Folha - O sr. está trabalhando quantas horas por dia?
Dirceu -
Eu chego à Casa Civil todo dia entre 8h e 8h30 e saio entre 21h e 22h. Procuro descansar pelo menos um fim de semana sim, um não, almoço regularmente, durmo muito bem, faço ginástica três vezes por semana, leio sinopses -não consigo ler como eu lia. Leio muito documento do governo, muito relatório, muito estudo, mas não consigo ler a imprensa como eu lia antes, nem ler os livros que eu quero ler.

Folha - A impressão que se tem é que o sr. concentra muitas coisas, e há setores que criticam isso.
Dirceu -
Primeiro, precisa ver os resultados. A vida é assim. Segundo, é o presidente que decide. Ele me conhece. O presidente Lula sabe que eu volto a ser deputado, vou fazer só uma tarefa se ele me pedir. Fico aqui na Casa Civil, da maneira que ele mandar e determinar que deve ser organizada a Casa Civil. Funcionamos objetivamente, vamos fazer avaliação a cada três, quatro meses.
Folha - O governo está disposto a comprar a briga com os servidores até o fim?
Dirceu - A reforma da Previdência é vital porque é preciso fazer justiça social. Salta à vista a iniquidade, num país que tem os problemas sociais que o Brasil tem, do regime dos servidores comparado com o regime geral. Isso é culpa dos servidores públicos? Não. Segundo, a Previdência é inviável do ponto de vista atuarial. Lógico que é viável, se o governo tirar sempre cada vez mais do Orçamento para colocar na Previdência. Nós vamos submeter essa decisão ao país. Os servidores públicos têm que fazer o debate com a sociedade e conosco, e nós vamos chegar a uma maioria. Podem protestar, se manifestar, fazer greve, a única coisa que eles não podem dizer que não está havendo debate, que o debate não é transparente, não é público, não é democrático. Estamos colocando tudo em cima da mesa para se discutir. Os números estão aí.

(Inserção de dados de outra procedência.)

//! Configuration and data directory management.
//!
//! Selekta keeps its library database in the platform-standard data
//! directory and its settings in a small JSON file next to it:
//! - Linux: `~/.local/share/selekta/`
//! - macOS: `~/Library/Application Support/selekta/`
//! - Windows: `%APPDATA%\selekta\`
//!
//! Settings hold the two engine knobs - `algorithm` and `distance_formula`
//! - as strings, resolved into a validated [`SelectorConfig`] exactly once
//! at startup. An invalid value aborts the command before any selection
//! runs.

use anyhow::{Context, Result};
use serde::{Deserialize, Serialize};
use std::fs;
use std::path::{Path, PathBuf};

use crate::selector::SelectorConfig;

/// Returns the platform-appropriate database file path, creating the
/// `selekta` data directory if needed.
///
/// # Errors
///
/// Returns an error if the system data directory cannot be determined or
/// the subdirectory cannot be created.
pub fn get_db_path() -> Result<PathBuf> {
    Ok(get_data_dir()?.join("library.db"))
}

/// Returns the selekta data directory, creating it if needed.
///
/// # Errors
///
/// Returns an error if the system data directory cannot be determined or
/// the subdirectory cannot be created.
pub fn get_data_dir() -> Result<PathBuf> {
    let data_dir = dirs::data_dir().ok_or_else(|| {
        anyhow::anyhow!("Could not determine system data directory for this platform")
    })?;

    let selekta_dir = data_dir.join("selekta");
    fs::create_dir_all(&selekta_dir).with_context(|| {
        format!(
            "Failed to create Selekta data directory at {}",
            selekta_dir.display()
        )
    })?;

    Ok(selekta_dir)
}

/// On-disk settings. String-typed on purpose: parsing into the validated
/// engine configuration is a separate, fallible step.
#[derive(Debug, Clone, Serialize, Deserialize)]
pub struct Settings {
    /// Selection algorithm name, e.g. "rankedBPM" or "medianGenre".
    pub algorithm: String,
    /// Timbre distance formula: "euclidean" or "manhattan".
    pub distance_formula: String,
}

impl Default for Settings {
    fn default() -> Self {
        Self {
            algorithm: "rankedBPM".to_string(),
            distance_formula: "euclidean".to_string(),
        }
    }
}

impl Settings {
    /// Load settings from `settings.json` in the data directory, writing
    /// the defaults first if the file does not exist yet.
    ///
    /// # Errors
    ///
    /// Returns an error if the file cannot be read, written, or parsed.
    pub fn load() -> Result<Self> {
        let path = get_data_dir()?.join("settings.json");
        Self::load_from(&path)
    }

    /// Load settings from an explicit path (used by tests).
    ///
    /// # Errors
    ///
    /// Returns an error if the file cannot be read, written, or parsed.
    pub fn load_from(path: &Path) -> Result<Self> {
        if !path.exists() {
            let defaults = Self::default();
            defaults.save_to(path)?;
            log::info!("Wrote default settings to {}", path.display());
            return Ok(defaults);
        }

        let contents = fs::read_to_string(path)
            .with_context(|| format!("Failed to read settings from {}", path.display()))?;
        serde_json::from_str(&contents)
            .with_context(|| format!("Malformed settings file at {}", path.display()))
    }

    /// Write settings as pretty-printed JSON.
    ///
    /// # Errors
    ///
    /// Returns an error if the file cannot be written.
    pub fn save_to(&self, path: &Path) -> Result<()> {
        let contents =
            serde_json::to_string_pretty(self).context("Failed to serialize settings")?;
        fs::write(path, contents)
            .with_context(|| format!("Failed to write settings to {}", path.display()))
    }

    /// Resolve the string settings into a validated engine configuration.
    /// This is the single point where invalid names become fatal.
    ///
    /// # Errors
    ///
    /// Returns an error if either name is unrecognized.
    pub fn resolve(&self) -> Result<SelectorConfig> {
        SelectorConfig::from_names(&self.algorithm, &self.distance_formula)
    }
}

#[cfg(test)]
mod tests {
    use super::*;
    use crate::selector::Algorithm;
    use crate::vector::DistanceFormula;

    #[test]
    fn test_default_settings_resolve() {
        let settings = Settings::default();
        let config = settings.resolve().expect("Defaults must always resolve");
        assert_eq!(config.algorithm, Algorithm::RankedBpm);
        assert_eq!(config.formula, DistanceFormula::Euclidean);
    }

    #[test]
    fn test_invalid_settings_fail_at_resolve() {
        let settings = Settings {
            algorithm: "plusMinus3".to_string(),
            distance_formula: "euclidean".to_string(),
        };
        assert!(settings.resolve().is_err());

        let settings = Settings {
            algorithm: "random".to_string(),
            distance_formula: "cosine".to_string(),
        };
        assert!(settings.resolve().is_err());
    }

    #[test]
    fn test_settings_roundtrip() {
        let dir = tempfile::tempdir().unwrap();
        let path = dir.path().join("settings.json");

        let settings = Settings {
            algorithm: "medianGenre".to_string(),
            distance_formula: "manhattan".to_string(),
        };
        settings.save_to(&path).unwrap();

        let loaded = Settings::load_from(&path).unwrap();
        assert_eq!(loaded.algorithm, "medianGenre");
        assert_eq!(loaded.distance_formula, "manhattan");
    }

    #[test]
    fn test_missing_settings_file_writes_defaults() {
        let dir = tempfile::tempdir().unwrap();
        let path = dir.path().join("settings.json");

        let loaded = Settings::load_from(&path).unwrap();
        assert_eq!(loaded.algorithm, Settings::default().algorithm);
        assert!(path.exists(), "Defaults should be persisted on first load");
    }
}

Folha - O Fome Zero recebeu muito apoio público. Mas houve muita cabeçada na condução do programa e entre os ministros da área social. Haverá mudança?
Dirceu -
Primeiro, nós recebemos uma herança de programas de transferência de renda e de benefício continuado. O diagnóstico de alguns deles era precário, de alguns nunca tinham sido feitos, e nós tivemos a coragem de fazer.
Temos uma avaliação de que é preciso ter um cartão unificado, um cadastro unificado, que tinha sido começado e nós precisamos concluir. Tudo indica que há fraudes demais nos cadastros. Há desperdício, portanto. O país precisa caminhar para um cadastro unificado, com um cartão do governo federal, não desse ou daquele ministério, um programa que seja bem gerenciado.
Nós, quando criamos a câmara de políticas sociais, criamos exatamente para procurar estudar e analisar tudo isso e fazer uma proposta para o presidente. O presidente vai tomar uma decisão sobre o que fazer.

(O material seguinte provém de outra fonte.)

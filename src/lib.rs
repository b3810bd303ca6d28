//! DJ assistant that suggests the best next track from an analyzed library.
//!
//! Core modules:
//! - [`vector`] - Distance primitives: Euclidean/Manhattan timbre distance,
//!   circle-of-fifths key distance, loudness distance
//! - [`track`] - Track model: analysis state, 64-dimensional timbre vectors
//! - [`selector`] - The selection engine: candidate filtering, adaptive
//!   tempo window, genre preference, ranked/median strategies
//!
//! ### Supporting Modules
//!
//! - [`config`] - Settings file and data directory management
//! - [`db`] - SQLite library persistence and ingest
//! - [`cli`] - Command-line interface definitions
//!
//! ## Quick Start Example
//!
//! ```no_run
//! use selekta::selector::{Selector, SelectorConfig, TrackPool};
//! use selekta::{config, db};
//! use anyhow::Result;
//!
//! # fn run() -> Result<()> {
//! // Resolve settings once; invalid names fail here, not mid-selection.
//! let settings = config::Settings::load()?;
//! let selector_config = settings.resolve()?;
//!
//! // Load the library and run one atomic selection.
//! let conn = db::connect(&config::get_db_path()?)?;
//! let pool = TrackPool::new(db::load_tracks(&conn)?);
//! let mut selector = Selector::new(selector_config);
//! let next = pool.select_next(&mut selector, 1)?;
//! println!("Next up: {} - {}", next.artist, next.title);
//! # Ok(())
//! # }
//! ```
//!
//! ## Selection strategies
//!
//! All strategies first narrow candidates to an adaptively widening tempo
//! window (+/-3 BPM, widening by 3 until non-empty); the genre variants
//! prefer same-genre candidates first. Ranked variants pick the candidate
//! with the minimum timbre (or timbre + loudness) distance; median
//! variants pick the candidate whose distance is closest to the lower
//! median of all candidate distances, trading tightness for variety.

pub mod cli;
pub mod config;
pub mod db;
pub mod selector;
pub mod track;
pub mod vector;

Folha - O sr. acha que tem de haver uma coordenação maior?
Dirceu -
Já tem, tanto é que o presidente constituiu a câmara de políticas sociais. E me deu essa atribuição de coordenação da câmara no sentido de que é o presidente da República que está coordenando, porque quando a Casa Civil coordena alguma coisa, não sou eu, ministro-chefe da Casa Civil, José Dirceu, quem está coordenando. Significa que o presidente avocou para si, porque eu presto contas diariamente para ele. Não faço política governamental sem o apoio e a anuência do presidente. Quando dá errado, a responsabilidade é minha.

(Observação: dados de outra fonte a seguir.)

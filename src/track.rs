//! Track data model.
//!
//! A track carries the metadata the selector scores on: tempo, loudness,
//! key, genre, and a 64-dimensional timbre fingerprint produced by an
//! external feature extractor. Analysis happens outside this tool; tracks
//! arrive here already carrying their features (see `selekta ingest`).

use anyhow::{bail, Result};
use serde::{Deserialize, Serialize};

use crate::vector::PitchClass;

/// Dimensionality of one summary sub-vector: centroid, rolloff, flux and
/// 13 MFCC coefficients.
pub const SUMMARY_DIMS: usize = 16;

/// Dimensionality of the full timbre fingerprint: four concatenated
/// summary sub-vectors.
pub const TIMBRE_DIMS: usize = 64;

/// Progress of a track through the external analysis pipeline.
///
/// Transitions are monotonic (`ToDo` -> `InProgress` -> `Complete`) and
/// driven entirely by the analyzer; the selector only ever reads this.
/// Only `Complete` tracks are eligible for comparison.
#[derive(Debug, Clone, Copy, PartialEq, Eq, Serialize, Deserialize)]
#[serde(rename_all = "snake_case")]
pub enum AnalysisState {
    ToDo,
    InProgress,
    Complete,
}

impl AnalysisState {
    /// Integer encoding used in the database column.
    #[must_use]
    pub fn to_i64(self) -> i64 {
        match self {
            Self::ToDo => 0,
            Self::InProgress => 1,
            Self::Complete => 2,
        }
    }

    /// Decode the database column. Unknown values are treated as `ToDo`
    /// so a corrupt row can never pass the completeness filter.
    #[must_use]
    pub fn from_i64(v: i64) -> Self {
        match v {
            2 => Self::Complete,
            1 => Self::InProgress,
            _ => Self::ToDo,
        }
    }
}

/// The four statistical aggregations the feature extractor applies to
/// framewise features, in the order they appear in its output.
#[derive(Debug, Clone, Copy, PartialEq, Eq, Serialize, Deserialize)]
#[serde(rename_all = "snake_case")]
pub enum SummaryType {
    MeanOfMeans,
    MeanOfStdDevs,
    StdDevOfMeans,
    StdDevOfStdDevs,
}

/// One 16-dimensional summary sub-vector.
#[derive(Debug, Clone, PartialEq, Serialize, Deserialize)]
pub struct TimbreSummary {
    pub centroid: f64,
    pub rolloff: f64,
    pub flux: f64,
    pub mfcc: [f64; 13],
}

impl TimbreSummary {
    /// Build a summary from one 16-value slice of extractor output.
    fn from_features(features: &[f64]) -> Self {
        let mut mfcc = [0.0; 13];
        mfcc.copy_from_slice(&features[3..SUMMARY_DIMS]);
        Self {
            centroid: features[0],
            rolloff: features[1],
            flux: features[2],
            mfcc,
        }
    }

    fn extend_flat(&self, out: &mut Vec<f64>) {
        out.push(self.centroid);
        out.push(self.rolloff);
        out.push(self.flux);
        out.extend_from_slice(&self.mfcc);
    }
}

/// The full timbre fingerprint: one summary per [`SummaryType`].
#[derive(Debug, Clone, PartialEq, Serialize, Deserialize)]
pub struct TimbreVector {
    pub mean_of_means: TimbreSummary,
    pub mean_of_stddevs: TimbreSummary,
    pub stddev_of_means: TimbreSummary,
    pub stddev_of_stddevs: TimbreSummary,
}

impl TimbreVector {
    /// Parse the flat 64-value layout emitted by the feature extractor
    /// (summaries in [`SummaryType`] order).
    ///
    /// # Errors
    ///
    /// Returns an error unless exactly [`TIMBRE_DIMS`] values are given.
    pub fn from_flat(values: &[f64]) -> Result<Self> {
        if values.len() != TIMBRE_DIMS {
            bail!(
                "Timbre vector must have exactly {TIMBRE_DIMS} dimensions, got {}",
                values.len()
            );
        }

        Ok(Self {
            mean_of_means: TimbreSummary::from_features(&values[0..16]),
            mean_of_stddevs: TimbreSummary::from_features(&values[16..32]),
            stddev_of_means: TimbreSummary::from_features(&values[32..48]),
            stddev_of_stddevs: TimbreSummary::from_features(&values[48..64]),
        })
    }

    /// Flatten back to the 64-dimensional comparison vector.
    #[must_use]
    pub fn to_flat(&self) -> Vec<f64> {
        let mut out = Vec::with_capacity(TIMBRE_DIMS);
        self.mean_of_means.extend_flat(&mut out);
        self.mean_of_stddevs.extend_flat(&mut out);
        self.stddev_of_means.extend_flat(&mut out);
        self.stddev_of_stddevs.extend_flat(&mut out);
        out
    }

    /// Access one summary sub-vector by type.
    #[must_use]
    pub fn summary(&self, kind: SummaryType) -> &TimbreSummary {
        match kind {
            SummaryType::MeanOfMeans => &self.mean_of_means,
            SummaryType::MeanOfStdDevs => &self.mean_of_stddevs,
            SummaryType::StdDevOfMeans => &self.stddev_of_means,
            SummaryType::StdDevOfStdDevs => &self.stddev_of_stddevs,
        }
    }
}

/// One track in the library.
#[derive(Debug, Clone, Serialize, Deserialize)]
pub struct Track {
    /// Stable identifier; used for equality and exclusion, never ordering.
    pub id: i64,
    pub title: String,
    pub artist: String,
    /// Free-form genre tag, equality-compared only.
    pub genre: Option<String>,
    /// Tempo in BPM. `None` means unknown (the analyzer reports 0 when it
    /// cannot estimate a tempo; that is normalized away on ingest).
    pub tempo: Option<u32>,
    /// Normalized RMS loudness.
    pub loudness: Option<f64>,
    pub key: Option<PitchClass>,
    pub analyzed: AnalysisState,
    /// Set once the track has been suggested or played this set.
    pub played: bool,
    pub timbre: Option<TimbreVector>,
}

impl Track {
    /// The flat 64-dimensional comparison vector, available only for
    /// fully-analyzed tracks. A zero-filled stand-in is never produced:
    /// comparing against one would silently rank unanalyzed tracks.
    #[must_use]
    pub fn timbre_64(&self) -> Option<Vec<f64>> {
        if self.analyzed != AnalysisState::Complete {
            return None;
        }
        self.timbre.as_ref().map(TimbreVector::to_flat)
    }

    /// Tempo usable for windowing: known and non-zero.
    #[must_use]
    pub fn usable_tempo(&self) -> Option<u32> {
        self.tempo.filter(|&bpm| bpm > 0)
    }
}

#[cfg(test)]
mod tests {
    use super::*;

    fn flat_vector() -> Vec<f64> {
        (0..64).map(f64::from).collect()
    }

    #[test]
    fn test_timbre_vector_roundtrip() {
        let flat = flat_vector();
        let vector = TimbreVector::from_flat(&flat).unwrap();
        assert_eq!(vector.to_flat(), flat);
    }

    #[test]
    fn test_timbre_vector_layout() {
        let vector = TimbreVector::from_flat(&flat_vector()).unwrap();
        assert_eq!(vector.mean_of_means.centroid, 0.0);
        assert_eq!(vector.mean_of_means.mfcc[12], 15.0);
        assert_eq!(vector.mean_of_stddevs.centroid, 16.0);
        assert_eq!(vector.stddev_of_means.rolloff, 33.0);
        assert_eq!(vector.stddev_of_stddevs.flux, 50.0);
        assert_eq!(
            vector.summary(SummaryType::StdDevOfStdDevs).mfcc[12],
            63.0
        );
    }

    #[test]
    fn test_timbre_vector_rejects_wrong_length() {
        assert!(TimbreVector::from_flat(&[0.0; 16]).is_err());
        assert!(TimbreVector::from_flat(&[0.0; 65]).is_err());
        assert!(TimbreVector::from_flat(&[]).is_err());
    }

    #[test]
    fn test_timbre_64_requires_complete_analysis() {
        let mut track = Track {
            id: 1,
            title: "Test".into(),
            artist: "Test".into(),
            genre: None,
            tempo: Some(128),
            loudness: Some(0.4),
            key: None,
            analyzed: AnalysisState::InProgress,
            played: false,
            timbre: Some(TimbreVector::from_flat(&flat_vector()).unwrap()),
        };

        // Vector present but analysis incomplete: must not be comparable.
        assert!(track.timbre_64().is_none());

        track.analyzed = AnalysisState::Complete;
        assert_eq!(track.timbre_64().unwrap().len(), TIMBRE_DIMS);

        track.timbre = None;
        assert!(track.timbre_64().is_none());
    }

    #[test]
    fn test_analysis_state_encoding() {
        for state in [
            AnalysisState::ToDo,
            AnalysisState::InProgress,
            AnalysisState::Complete,
        ] {
            assert_eq!(AnalysisState::from_i64(state.to_i64()), state);
        }
        // Corrupt values degrade to ToDo, never to Complete.
        assert_eq!(AnalysisState::from_i64(99), AnalysisState::ToDo);
        assert_eq!(AnalysisState::from_i64(-1), AnalysisState::ToDo);
    }

    #[test]
    fn test_usable_tempo_filters_zero() {
        let mut track = Track {
            id: 1,
            title: "T".into(),
            artist: "A".into(),
            genre: None,
            tempo: Some(0),
            loudness: None,
            key: None,
            analyzed: AnalysisState::ToDo,
            played: false,
            timbre: None,
        };
        assert_eq!(track.usable_tempo(), None);
        track.tempo = Some(124);
        assert_eq!(track.usable_tempo(), Some(124));
    }
}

Folha - A estratégia paz e amor esbarra no fato de que o governo terá que contrariar interesses em algum momento.
Dirceu -
Mas a isso nós estamos dispostos. Todos nós crescemos na adversidade. Nenhum de nós está onde está por favor de ninguém. Tudo isso aqui foi conquistado. Nosso povo conquistou, porque a maioria do povo votou. Todas as classes sociais, não estou discriminando nenhuma classe social. Todas as classes sociais do Brasil trabalharam por este momento. A democracia brasileira está se consolidando.
Os compromissos que nós assumimos de desenvolver o país, combater a corrupção, a pobreza, consolidar a democracia brasileira são factíveis. Não são impossíveis para os próximos 20 anos.

Folha - Isso quer dizer 20 anos com o PT no poder?
Dirceu -
Não. Se nós dermos uma contribuição em quatro anos, está importante, se forem oito, está importante. Espero que surjam novas lideranças. Não é todo dia que surge um Lula. Leva 20, 30, 50 anos para surgir um.